Gräber, Tausende Gräber. Weiße Stelen, die die Namen der Toten tragen, so weit das Auge reicht. Und ein ganzes Gräberfeld nur für Kinder. So sieht es rund um das Koševo- und Olympia-Stadion in Sarajevo aus. Die Arena hat seit ihrer Fertigstellung 1950 wahrlich viel gesehen. Vieles davon hatte mit Sport nichts zu tun. Aber mit Krieg.
Deshalb mutet der heutige Name des Stadions in der Hauptstadt Bosnien und Herzegowinas auch einigermaßen makaber an. Seit 2004 heißt es Asim Ferhatović Hase Stadion. Ferhatović (1933–1987) war in den 1960er-Jahren ein erfolgreicher jugoslawischer Fußballer. Hase war sein Spitzname. Was nichts damit zu tun hat, dass viele der Toten, die rund herum bestattet sind, tatsächlich tagtäglich wie Hasen um ihr Leben rennen mussten, um beim Einkaufen oder Arbeiten den Kugeln der serbischen Scharfschützen, den Bomben und Granaten, die auf die Stadt von 1992 bis 1995 hagelten, zu entkommen. Sie haben es nicht geschafft.
Ihre Leichen türmte man einen Steinwurf weiter auf, im Bauch des einstigen Zetra-Eisstadions, wo sich Eiskunstläuferin Katarina Witt 1984 erstmals zur Olympiasiegerin gekrönt hatte. Die internationalen SFOR-Truppen fanden die Berge von Toten und leiteten ihre Bestattung ein. Dann schlugen sie in der Eishalle ihr Hauptquartier auf.

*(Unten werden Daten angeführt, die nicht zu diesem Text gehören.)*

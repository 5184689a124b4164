//! JSON request client.
//!
//! # Design
//! Each operation is split in two: a pure `build_*` function that turns
//! `RequestOptions` and a payload into an `HttpRequest`, and
//! `RequestClient::execute`, which performs the single round-trip. The
//! future returned by `execute` resolves only after the response stream has
//! ended; a transport failure at any point is returned as the error instead.

use serde::Serialize;
use tracing::{info_span, Instrument};

use crate::decode::Utf8ChunkDecoder;
use crate::error::RequestError;
use crate::http::{HttpMethod, HttpRequest, RequestOptions};
use crate::state::PendingRequest;

const JSON_CONTENT_TYPE: &str = "application/json";

/// Build a POST carrying `data` serialized as JSON.
///
/// Fails with `RequestError::Serialization` before anything is sent if the
/// payload cannot be represented as JSON (for example a map with non-string
/// keys).
pub fn build_post<T: Serialize + ?Sized>(options: &RequestOptions, data: &T) -> Result<HttpRequest, RequestError> {
    let body = serde_json::to_string(data)?;
    Ok(build(options, HttpMethod::Post, Some(body)))
}

/// Build a GET. No body is written; `Content-Length` is 0.
pub fn build_get(options: &RequestOptions) -> HttpRequest {
    build(options, HttpMethod::Get, None)
}

fn build(options: &RequestOptions, method: HttpMethod, body: Option<String>) -> HttpRequest {
    let length = body.as_ref().map_or(0, |b| b.len());
    let mut headers = vec![
        ("content-type".to_string(), JSON_CONTENT_TYPE.to_string()),
        ("content-length".to_string(), length.to_string()),
    ];
    // The JSON content headers are fixed; caller copies of them are dropped.
    headers.extend(
        options
            .headers
            .iter()
            .filter(|(k, _)| !is_content_header(k))
            .cloned(),
    );
    HttpRequest {
        method,
        url: options.url(),
        path: options.path.clone(),
        headers,
        body,
    }
}

fn is_content_header(name: &str) -> bool {
    name.eq_ignore_ascii_case("content-length") || name.eq_ignore_ascii_case("content-type")
}

/// Sends one JSON request per call and waits for the full response.
///
/// Idle connections are not kept between calls, and no timeout is applied:
/// a request runs until the server finishes or the connection fails.
#[derive(Debug, Clone)]
pub struct RequestClient {
    http: reqwest::Client,
}

impl RequestClient {
    pub fn new() -> Result<Self, RequestError> {
        let http = reqwest::Client::builder().pool_max_idle_per_host(0).build()?;
        Ok(Self { http })
    }

    /// POST `data` as JSON. Verbose lines are `tracing` events; call
    /// `logging::init` first to see them on stdout.
    pub async fn post<T: Serialize + ?Sized>(
        &self,
        host: &str,
        path: &str,
        port: u16,
        data: &T,
        use_https: bool,
        verbose: bool,
    ) -> Result<(), RequestError> {
        let options = RequestOptions::new(host, port, path, HttpMethod::Post)
            .with_https(use_https)
            .with_verbose(verbose);
        self.send(&options, Some(data)).await
    }

    /// GET with no body. See `post` for where verbose lines go.
    pub async fn get(&self, host: &str, path: &str, port: u16, use_https: bool, verbose: bool) -> Result<(), RequestError> {
        let options = RequestOptions::new(host, port, path, HttpMethod::Get)
            .with_https(use_https)
            .with_verbose(verbose);
        self.send::<()>(&options, None).await
    }

    /// Build and execute a request from `options`. For POST a missing
    /// payload is sent as JSON `null`; for GET `data` is ignored.
    pub async fn send<T: Serialize + ?Sized>(&self, options: &RequestOptions, data: Option<&T>) -> Result<(), RequestError> {
        let request = match options.method {
            HttpMethod::Post => build_post(options, &data)?,
            HttpMethod::Get => build_get(options),
        };
        self.execute(&request, options.verbose).await
    }

    /// Perform the round-trip for an already built request.
    pub async fn execute(&self, request: &HttpRequest, verbose: bool) -> Result<(), RequestError> {
        let mut pending = PendingRequest::new(&request.path, verbose);
        let span = info_span!(
            target: "request_core",
            "request",
            id = %pending.id(),
            method = %request.method,
            path = %request.path
        );
        self.round_trip(request, &mut pending).instrument(span).await
    }

    async fn round_trip(&self, request: &HttpRequest, pending: &mut PendingRequest) -> Result<(), RequestError> {
        let mut builder = self.http.request(request.method.into(), request.url.as_str());
        for (name, value) in &request.headers {
            builder = builder.header(name.as_str(), value.as_str());
        }
        if let Some(body) = &request.body {
            builder = builder.body(body.clone());
        }

        pending.sent(request.body.as_deref())?;
        let mut response = builder.send().await.map_err(|e| pending.errored(e))?;
        pending.responding(response.status(), response.headers())?;

        let mut decoder = Utf8ChunkDecoder::new();
        loop {
            match response.chunk().await {
                Ok(Some(bytes)) => pending.chunk(&decoder.push(&bytes))?,
                Ok(None) => break,
                Err(e) => return Err(pending.errored(e)),
            }
        }
        pending.chunk(&decoder.finish())?;
        pending.completed()
    }
}

/// POST `data` as JSON to `host:port` at `path` with a one-off client.
///
/// With `verbose` set, lifecycle lines are emitted through `tracing`; install
/// a subscriber (for example `logging::init`) to print them.
pub async fn post<T: Serialize + ?Sized>(
    host: &str,
    path: &str,
    port: u16,
    data: &T,
    use_https: bool,
    verbose: bool,
) -> Result<(), RequestError> {
    RequestClient::new()?
        .post(host, path, port, data, use_https, verbose)
        .await
}

/// GET `host:port` at `path` with a one-off client. Verbose output needs a
/// subscriber, as for `post`.
pub async fn get(host: &str, path: &str, port: u16, use_https: bool, verbose: bool) -> Result<(), RequestError> {
    RequestClient::new()?.get(host, path, port, use_https, verbose).await
}
//! Stdout subscriber for harnesses that want verbose lines printed.

use tracing_subscriber::EnvFilter;

/// Install a fmt subscriber on stdout. `RUST_LOG` overrides the default
/// `info` level. Does nothing if a global subscriber is already set.
pub fn init() {
    let filter = EnvFilter::try_from_default_env().unwrap_or_else(|_| EnvFilter::new("info"));
    let _ = tracing_subscriber::fmt()
        .with_env_filter(filter)
        .with_writer(std::io::stdout)
        .try_init();
}
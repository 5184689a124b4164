//! Error types for the request client.
//!
//! # Design
//! Serialization failures are kept apart from transport failures because the
//! former happen before any byte reaches the network. HTTP status codes are
//! never errors here: a 500 from the server under test still completes the
//! request.

use thiserror::Error;

use crate::state::RequestState;

/// Errors returned by `RequestClient` operations.
#[derive(Debug, Error)]
pub enum RequestError {
    /// The payload could not be serialized to JSON. Nothing was sent.
    #[error("serialization failed: {0}")]
    Serialization(#[from] serde_json::Error),

    /// The request could not be sent, or the response stream failed.
    #[error("transport error: {0}")]
    Transport(#[from] reqwest::Error),

    /// A lifecycle event arrived in a state that does not accept it.
    #[error("invalid request transition {from} -> {to}")]
    InvalidTransition { from: RequestState, to: RequestState },
}

/// Errors reading a `TargetConfig` from the environment.
#[derive(Debug, Error, PartialEq, Eq)]
pub enum ConfigError {
    #[error("invalid port {value:?}")]
    InvalidPort { value: String },

    #[error("invalid boolean for {key}: {value:?}")]
    InvalidBool { key: String, value: String },
}
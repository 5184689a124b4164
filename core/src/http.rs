//! Request options and the plain-data request they turn into.
//!
//! # Design
//! `RequestOptions` is what a caller describes: where to send, which method,
//! extra headers and whether to log. `HttpRequest` is what actually goes on
//! the wire, built by `client::build_post` / `client::build_get` before any
//! I/O happens. Keeping the two apart lets tests check the wire contract
//! (body bytes, `Content-Length`) without a server.

use std::fmt;

/// HTTP method for a request.
#[derive(Debug, Clone, Copy, PartialEq, Eq)]
pub enum HttpMethod {
    Get,
    Post,
}

impl HttpMethod {
    pub fn as_str(&self) -> &'static str {
        match self {
            HttpMethod::Get => "GET",
            HttpMethod::Post => "POST",
        }
    }
}

impl fmt::Display for HttpMethod {
    fn fmt(&self, f: &mut fmt::Formatter<'_>) -> fmt::Result {
        f.write_str(self.as_str())
    }
}

impl From<HttpMethod> for reqwest::Method {
    fn from(method: HttpMethod) -> Self {
        match method {
            HttpMethod::Get => reqwest::Method::GET,
            HttpMethod::Post => reqwest::Method::POST,
        }
    }
}

/// Everything needed to address one request. Immutable once handed to the
/// client.
///
/// `host`, `port` and `path` are passed through untouched; the transport
/// decides what a malformed value means.
#[derive(Debug, Clone, PartialEq, Eq)]
pub struct RequestOptions {
    pub host: String,
    pub port: u16,
    pub path: String,
    pub method: HttpMethod,
    pub headers: Vec<(String, String)>,
    pub use_https: bool,
    pub verbose: bool,
}

impl RequestOptions {
    pub fn new(host: &str, port: u16, path: &str, method: HttpMethod) -> Self {
        Self {
            host: host.to_string(),
            port,
            path: path.to_string(),
            method,
            headers: Vec::new(),
            use_https: false,
            verbose: false,
        }
    }

    pub fn with_https(mut self, use_https: bool) -> Self {
        self.use_https = use_https;
        self
    }

    pub fn with_verbose(mut self, verbose: bool) -> Self {
        self.verbose = verbose;
        self
    }

    /// Add a header sent in addition to the JSON content headers.
    pub fn with_header(mut self, name: &str, value: &str) -> Self {
        self.headers.push((name.to_string(), value.to_string()));
        self
    }

    pub fn scheme(&self) -> &'static str {
        if self.use_https {
            "https"
        } else {
            "http"
        }
    }

    pub fn url(&self) -> String {
        format!("{}://{}:{}{}", self.scheme(), self.host, self.port, self.path)
    }
}

/// A request described as plain data, ready for `RequestClient::execute`.
#[derive(Debug, Clone, PartialEq, Eq)]
pub struct HttpRequest {
    pub method: HttpMethod,
    pub url: String,
    /// The path as given by the caller, kept for log lines.
    pub path: String,
    pub headers: Vec<(String, String)>,
    pub body: Option<String>,
}

impl HttpRequest {
    /// Look up a header by case-insensitive name.
    pub fn header(&self, name: &str) -> Option<&str> {
        self.headers
            .iter()
            .find(|(k, _)| k.eq_ignore_ascii_case(name))
            .map(|(_, v)| v.as_str())
    }

    /// Number of body bytes that will be written. Zero when there is no body.
    pub fn content_length(&self) -> usize {
        self.body.as_ref().map_or(0, |b| b.len())
    }
}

Mit dem Layouter ins Konzert
Dragan sitzt neben mir auf der Tribüne und raucht eine Zigarette nach der anderen. Ob ihm diese Dinge, ob ihm der Krieg gerade durch den Kopf gehen? Von Januar bis Juni 1997 hatte ich ein halbes Jahr lang zusammen mit ihm und einer Handvoll deutscher Soldaten der SFOR-Presseabteilung die Feldzeitung „Der Keiler“ herausgebracht. Dragan war für das Layout des Blattes zuständig. Nun, Ende September 1997, bin ich nach Sarajevo zurückgekehrt und habe ihn eingeladen, mit mir zusammen das erste große Konzert nach dem Krieg zu besuchen. Gleich würden U2 im Koševo-Stadion die Bühne betreten.

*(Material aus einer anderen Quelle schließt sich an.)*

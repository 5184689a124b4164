//! Request lifecycle tests against the live mock server.
//!
//! # Design
//! Each test starts its own mock server on a random port in a separate
//! thread with its own runtime, so the server's log output never reaches the
//! subscriber a test installs on its own thread. The server's request
//! journal is read back with ureq to check what actually went over the wire.

use std::collections::HashMap;
use std::io;
use std::net::SocketAddr;
use std::sync::{Arc, Mutex};
use std::time::{Duration, Instant};

use mock_server::RecordedRequest;
use request_core::{
    build_post, HttpMethod, RequestClient, RequestError, RequestOptions, Target, TargetConfig,
};
use tracing::Level;
use tracing_subscriber::filter::Targets;
use tracing_subscriber::layer::SubscriberExt;

const HOST: &str = "127.0.0.1";

fn start_server() -> SocketAddr {
    let std_listener = std::net::TcpListener::bind("127.0.0.1:0").unwrap();
    let addr = std_listener.local_addr().unwrap();
    std_listener.set_nonblocking(true).unwrap();

    std::thread::spawn(move || {
        let rt = tokio::runtime::Builder::new_current_thread()
            .enable_all()
            .build()
            .unwrap();
        rt.block_on(async {
            let listener = tokio::net::TcpListener::from_std(std_listener).unwrap();
            mock_server::run(listener).await
        })
        .unwrap();
    });

    addr
}

/// Fetch what the server has recorded so far.
fn recorded(addr: SocketAddr) -> Vec<RecordedRequest> {
    let mut response = ureq::get(&format!("http://{addr}/requests"))
        .call()
        .expect("journal request failed");
    let body = response.body_mut().read_to_string().unwrap();
    serde_json::from_str(&body).unwrap()
}

/// Collects formatted `request_core` log lines written on the current thread.
#[derive(Clone, Default)]
struct CapturedLogs(Arc<Mutex<Vec<u8>>>);

impl io::Write for CapturedLogs {
    fn write(&mut self, buf: &[u8]) -> io::Result<usize> {
        self.0.lock().unwrap().extend_from_slice(buf);
        Ok(buf.len())
    }

    fn flush(&mut self) -> io::Result<()> {
        Ok(())
    }
}

impl CapturedLogs {
    fn install(&self) -> tracing::subscriber::DefaultGuard {
        let writer = self.clone();
        let subscriber = tracing_subscriber::registry()
            .with(
                tracing_subscriber::fmt::layer()
                    .with_ansi(false)
                    .with_writer(move || writer.clone()),
            )
            .with(Targets::new().with_target("request_core", Level::TRACE));
        tracing::subscriber::set_default(subscriber)
    }

    fn contents(&self) -> String {
        String::from_utf8(self.0.lock().unwrap().clone()).unwrap()
    }
}

#[tokio::test]
async fn post_to_echo_resolves() {
    let addr = start_server();

    request_core::post("localhost", "/echo", addr.port(), &serde_json::json!({"a": 1}), false, false)
        .await
        .unwrap();

    assert_eq!(recorded(addr).len(), 1);
}

#[tokio::test]
async fn post_sends_json_body_with_exact_length() {
    let addr = start_server();
    let payload = serde_json::json!({"name": "café", "tags": ["🦀", "x"], "n": null});
    let expected = serde_json::to_string(&payload).unwrap();

    RequestClient::new()
        .unwrap()
        .post(HOST, "/echo", addr.port(), &payload, false, false)
        .await
        .unwrap();

    let journal = recorded(addr);
    assert_eq!(journal.len(), 1);
    let req = &journal[0];
    assert_eq!(req.method, "POST");
    assert_eq!(req.path, "/echo");
    assert_eq!(req.body, expected);
    assert_eq!(req.header("content-type"), Some("application/json"));
    assert_eq!(req.header("content-length"), Some(expected.len().to_string().as_str()));
    assert!(expected.len() > expected.chars().count());
}

#[tokio::test]
async fn get_resolves_without_body() {
    let addr = start_server();

    request_core::get(HOST, "/ping", addr.port(), false, false)
        .await
        .unwrap();

    let journal = recorded(addr);
    assert_eq!(journal.len(), 1);
    assert_eq!(journal[0].method, "GET");
    assert_eq!(journal[0].path, "/ping");
    assert_eq!(journal[0].body, "");
    assert_eq!(journal[0].header("content-length"), Some("0"));
    assert_eq!(journal[0].header("content-type"), Some("application/json"));
}

#[tokio::test]
async fn resolves_only_after_whole_response() {
    let addr = start_server();
    let started = Instant::now();

    // Five chunks, 10ms apart.
    request_core::get(HOST, "/stream?chunks=5", addr.port(), false, false)
        .await
        .unwrap();

    assert!(started.elapsed() >= Duration::from_millis(40));
}

#[tokio::test]
async fn error_status_still_completes() {
    let addr = start_server();

    request_core::get(HOST, "/missing", addr.port(), false, false)
        .await
        .unwrap();
}

#[tokio::test]
async fn broken_response_stream_is_an_error() {
    let addr = start_server();

    let err = request_core::post(HOST, "/broken", addr.port(), &1, false, false)
        .await
        .unwrap_err();

    assert!(matches!(err, RequestError::Transport(_)), "got {err:?}");
}

#[tokio::test]
async fn refused_connection_is_an_error() {
    let port = {
        let listener = std::net::TcpListener::bind("127.0.0.1:0").unwrap();
        listener.local_addr().unwrap().port()
    };

    let err = request_core::post(HOST, "/echo", port, &1, false, false)
        .await
        .unwrap_err();

    assert!(matches!(err, RequestError::Transport(_)), "got {err:?}");
}

#[tokio::test]
async fn serialization_error_sends_nothing() {
    let addr = start_server();
    let mut bad = HashMap::new();
    bad.insert((1, 2), 3);

    let err = request_core::post(HOST, "/echo", addr.port(), &bad, false, false)
        .await
        .unwrap_err();

    assert!(matches!(err, RequestError::Serialization(_)));
    assert!(recorded(addr).is_empty());
}

#[tokio::test]
async fn quiet_requests_log_nothing() {
    let addr = start_server();
    let logs = CapturedLogs::default();
    let _guard = logs.install();

    request_core::post(HOST, "/echo", addr.port(), &serde_json::json!({"a": 1}), false, false)
        .await
        .unwrap();
    request_core::get(HOST, "/stream", addr.port(), false, false)
        .await
        .unwrap();

    assert_eq!(logs.contents(), "");
}

#[tokio::test]
async fn verbose_post_logs_each_lifecycle_event() {
    let addr = start_server();
    let logs = CapturedLogs::default();
    let _guard = logs.install();

    request_core::post(HOST, "/echo", addr.port(), &serde_json::json!({"a": 1}), false, true)
        .await
        .unwrap();

    let out = logs.contents();
    assert!(out.contains(r#"[SENT]: {"a":1}"#), "{out}");
    assert!(out.contains("[RECV]: Status <200>"), "{out}");
    assert!(out.contains("[RECV]: Headers {"), "{out}");
    assert!(out.contains(r#""content-type":"application/json""#), "{out}");
    assert!(out.contains("[RECV]: Path /echo"), "{out}");
    assert!(out.contains(r#"[RECV]: {"a":1}"#), "{out}");
    assert!(out.contains("SENT -> RESPONDING"), "{out}");
    assert!(out.contains("RESPONDING -> COMPLETED"), "{out}");
}

#[tokio::test]
async fn verbose_get_logs_every_chunk() {
    let addr = start_server();
    let logs = CapturedLogs::default();
    let _guard = logs.install();

    request_core::get(HOST, "/stream?chunks=3", addr.port(), false, true)
        .await
        .unwrap();

    let out = logs.contents();
    assert!(out.contains("[SENT]"), "{out}");
    assert!(out.contains("[RECV]: Path /stream?chunks=3"), "{out}");
    for i in 0..3 {
        assert!(out.contains(&format!("chunk-{i}")), "missing chunk-{i} in {out}");
    }
}

#[tokio::test]
async fn verbose_failure_is_logged_before_returning() {
    let addr = start_server();
    let logs = CapturedLogs::default();
    let _guard = logs.install();

    let result = request_core::post(HOST, "/broken", addr.port(), &1, false, true).await;

    assert!(result.is_err());
    let out = logs.contents();
    assert!(out.contains("[ERROR]"), "{out}");
    assert!(out.contains("-> ERRORED"), "{out}");
}

#[tokio::test]
async fn extra_headers_reach_the_server() {
    let addr = start_server();
    let options = RequestOptions::new(HOST, addr.port(), "/echo", HttpMethod::Post)
        .with_header("x-harness", "suite-1")
        .with_header("Content-Type", "text/plain");
    let request = build_post(&options, &[1, 2, 3]).unwrap();

    RequestClient::new()
        .unwrap()
        .execute(&request, false)
        .await
        .unwrap();

    let journal = recorded(addr);
    assert_eq!(journal[0].header("x-harness"), Some("suite-1"));
    assert_eq!(journal[0].header("content-type"), Some("application/json"));
    assert_eq!(journal[0].header("content-length"), Some("7"));
    assert_eq!(journal[0].body, "[1,2,3]");
}

#[tokio::test]
async fn target_posts_and_gets() {
    let addr = start_server();
    let config = TargetConfig {
        host: HOST.to_string(),
        port: addr.port(),
        use_https: false,
        verbose: false,
    };
    let target = Target::new(config, RequestClient::new().unwrap());
    assert_eq!(target.config().port, addr.port());

    target.post("/echo", &serde_json::json!({"step": 1})).await.unwrap();
    target.get("/ping").await.unwrap();

    let methods: Vec<String> = recorded(addr).into_iter().map(|r| r.method).collect();
    assert_eq!(methods, vec!["POST", "GET"]);
}

#[tokio::test]
async fn https_against_plain_server_fails() {
    let addr = start_server();

    let err = request_core::get(HOST, "/ping", addr.port(), true, false)
        .await
        .unwrap_err();

    assert!(matches!(err, RequestError::Transport(_)));
}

Mit uns warten 45.000 Menschen darauf, dass es losgeht. Einige Tausend von ihnen sind SFOR-Soldaten aus aller Herren Länder. Der Rest sind Bosnier, Serben und Kroaten, bosnische Muslime und bosnische Serben, orthodoxe Christen und Katholiken. Bis vor Kurzem haben sie sich bekriegt, waren Feinde. Heute sind sie es nicht. Sie singen und feiern gemeinsam, schwenken die Flaggen ihrer Nationen und die irische, die der Band U2.

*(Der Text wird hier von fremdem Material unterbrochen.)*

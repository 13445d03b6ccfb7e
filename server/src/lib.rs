use axum::extract::{Query, State};
use axum::http::StatusCode;
use axum::routing::get;
use axum::{Json, Router};
use engine::{Listing, ListingStore, Order, QueryParams, SearchEngine, SortKey};
use serde::{Deserialize, Serialize};
use std::sync::Arc;
use tower_http::cors::{Any, CorsLayer};

/// Largest page a caller may request.
const MAX_PAGE_SIZE: i64 = 40;

#[derive(Debug, Deserialize)]
pub struct ListingsParams {
    pub query: Option<String>,
    pub category: Option<String>,
    #[serde(rename = "subCategory")]
    pub sub_category: Option<String>,
    pub sort: Option<SortKey>,
    #[serde(default)]
    pub order: Order,
    #[serde(default = "default_limit")]
    pub limit: i64,
    #[serde(default)]
    pub offset: i64,
}

fn default_limit() -> i64 {
    10
}

#[derive(Debug, Serialize)]
pub struct ListingsMeta {
    pub total: usize,
    pub took_s: f64,
    pub limit: i64,
    pub offset: i64,
    #[serde(skip_serializing_if = "Option::is_none")]
    pub query: Option<String>,
    #[serde(skip_serializing_if = "Option::is_none")]
    pub suggested_query: Option<String>,
}

#[derive(Debug, Serialize)]
pub struct ListingsResponse {
    pub meta: ListingsMeta,
    pub data: Vec<Listing>,
}

pub fn build_app<S: ListingStore>(engine: Arc<SearchEngine<S>>) -> Router {
    let cors = CorsLayer::new()
        .allow_origin(Any)
        .allow_methods(Any)
        .allow_headers(Any);
    Router::new()
        .route("/health", get(|| async { "ok" }))
        .route("/listings", get(listings_handler::<S>))
        .with_state(engine)
        .layer(cors)
}

pub async fn listings_handler<S: ListingStore>(
    State(engine): State<Arc<SearchEngine<S>>>,
    Query(params): Query<ListingsParams>,
) -> Result<Json<ListingsResponse>, (StatusCode, String)> {
    if params.limit > MAX_PAGE_SIZE {
        return Err((
            StatusCode::BAD_REQUEST,
            format!("limit must be at most {MAX_PAGE_SIZE}"),
        ));
    }
    if params.limit < 0 || params.offset < 0 {
        return Err((
            StatusCode::BAD_REQUEST,
            "offset and limit must be non-negative".into(),
        ));
    }

    let results = engine
        .query(QueryParams {
            query: params.query.clone(),
            offset: params.offset,
            limit: params.limit,
            category: params.category,
            sub_category: params.sub_category,
            sort: params.sort,
            order: params.order,
        })
        .await
        .map_err(|err| {
            tracing::error!(%err, "listing query failed");
            (StatusCode::INTERNAL_SERVER_ERROR, err.to_string())
        })?;

    Ok(Json(ListingsResponse {
        meta: ListingsMeta {
            total: results.total,
            took_s: results.took_s,
            limit: params.limit,
            offset: params.offset,
            query: params.query,
            suggested_query: results.suggested_query,
        },
        data: results.listings,
    }))
}
use criterion::{criterion_group, criterion_main, Criterion};
use engine::tokenizer::tokenize;

fn bench_tokenize(c: &mut Criterion) {
    let description = "Stainless steel water bottle with double-wall vacuum \
        insulation, keeps drinks cold for twenty-four hours and hot for twelve. \
        Leak-proof lid, powder-coated finish, fits standard cup holders.";
    c.bench_function("tokenize_indexing", |b| {
        b.iter(|| tokenize(description, false))
    });
    c.bench_function("tokenize_query_with_typos", |b| {
        b.iter(|| tokenize("stainles steel watter bottle", true))
    });
}

criterion_group!(benches, bench_tokenize);
criterion_main!(benches);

Das Publikum in Sarajevo wird Schlagzeuger Larry Mullen 2006 in der Autobiografie „U2 by U2“ so beschreiben: „Am Ende des Konzerts gingen sie nicht nach Hause. Sie drehten sich um, sodass sie der Friedenstruppe gegenüberstanden, und applaudierten. Das war ein Augenblick, den ich nie vergessen werde.“
Ein Stück Normalität für das kriegszerstörte Land
Die Idee der Band ist, mit dem Konzert auf der „PopMart Tour“ ein Stück Normalität in das kriegszerstörte Land zu bringen. Die Show mit der zu dieser Zeit größten Videowand aller Zeiten und auch die Setlist sind deshalb nahezu identisch mit den Konzerten in London einen Monat und in Paris drei Wochen zuvor. Leider fehlt so auch der zu dieser Zeit knapp zehn Jahre alte Song „When Love Comes To Town“, der hier doch so wunderbar passen würde.
Und doch ist in Sarajevo vieles völlig anders als in London oder Paris. Weil die Band auf Gage und Gewinn verzichtet und die Anreisekosten für immerhin 50 Lastzüge mit Bühnenausstattung selbst trägt, kosten die Tickets nur umgerechnet 20 D-Mark, was immer noch sehr viel Geld ist für die Menschen, von denen viele im Krieg alles verloren haben. Dragan hätte sich das Konzert nicht geleistet. Er hat eine kleine Familie, mit der er in einem Mehrfamilienhaus lebt, in dessen Mauern Schüsse und Granatsplitter Narben aus Beton hinterlassen haben. Die Wohnung ist winzig, trotzdem darf ich hier übernachten. Geld für ein Konzert hätte Dragan nicht übrig. Wir stoßen mit Bier auf den schönen Abend an, während Gitarrist The Edge solo „Sunday Bloody Sunday“ in die Dämmerung hinein spielt.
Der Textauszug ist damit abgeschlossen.